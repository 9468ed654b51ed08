//! Per-network endpoint overrides.

use serde::Deserialize;

use crate::domain::{Network, NetworkProfile, NetworkProfiles};
use crate::error::{ConfigError, Result};

/// Optional replacements for a network's built-in endpoints.
#[derive(Debug, Clone, Default, Deserialize)]
#[serde(default)]
pub struct NetworkOverrides {
    pub rpc_url: Option<String>,
    pub api_base_url: Option<String>,
    pub explorer_base_url: Option<String>,
}

impl NetworkOverrides {
    /// Replace the fields of `profile` that this override sets.
    #[must_use]
    pub fn apply(&self, mut profile: NetworkProfile) -> NetworkProfile {
        if let Some(url) = &self.rpc_url {
            profile.rpc_url.clone_from(url);
        }
        if let Some(url) = &self.api_base_url {
            profile.api_base_url.clone_from(url);
        }
        if let Some(url) = &self.explorer_base_url {
            profile.explorer_base_url.clone_from(url);
        }
        profile
    }

    fn validate(&self) -> Result<()> {
        for (field, value) in [
            ("rpc_url", &self.rpc_url),
            ("api_base_url", &self.api_base_url),
            ("explorer_base_url", &self.explorer_base_url),
        ] {
            if let Some(value) = value {
                url::Url::parse(value).map_err(|e| ConfigError::InvalidValue {
                    field,
                    reason: e.to_string(),
                })?;
            }
        }
        Ok(())
    }
}

/// `[networks.testnet]` and `[networks.mainnet]`.
#[derive(Debug, Clone, Default, Deserialize)]
#[serde(default)]
pub struct NetworksConfig {
    pub testnet: NetworkOverrides,
    pub mainnet: NetworkOverrides,
}

impl NetworksConfig {
    /// Built-in profiles with overrides applied.
    #[must_use]
    pub fn profiles(&self) -> NetworkProfiles {
        NetworkProfiles::new(
            self.testnet
                .apply(NetworkProfile::builtin(Network::Testnet)),
            self.mainnet
                .apply(NetworkProfile::builtin(Network::Mainnet)),
        )
    }

    pub(crate) fn validate(&self) -> Result<()> {
        self.testnet.validate()?;
        self.mainnet.validate()
    }
}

####

I need each line from the listing where the word "Some" occurs.

        if let Some(url) = &self.rpc_url {
        if let Some(url) = &self.api_base_url {
        if let Some(url) = &self.explorer_base_url {
            if let Some(value) = value {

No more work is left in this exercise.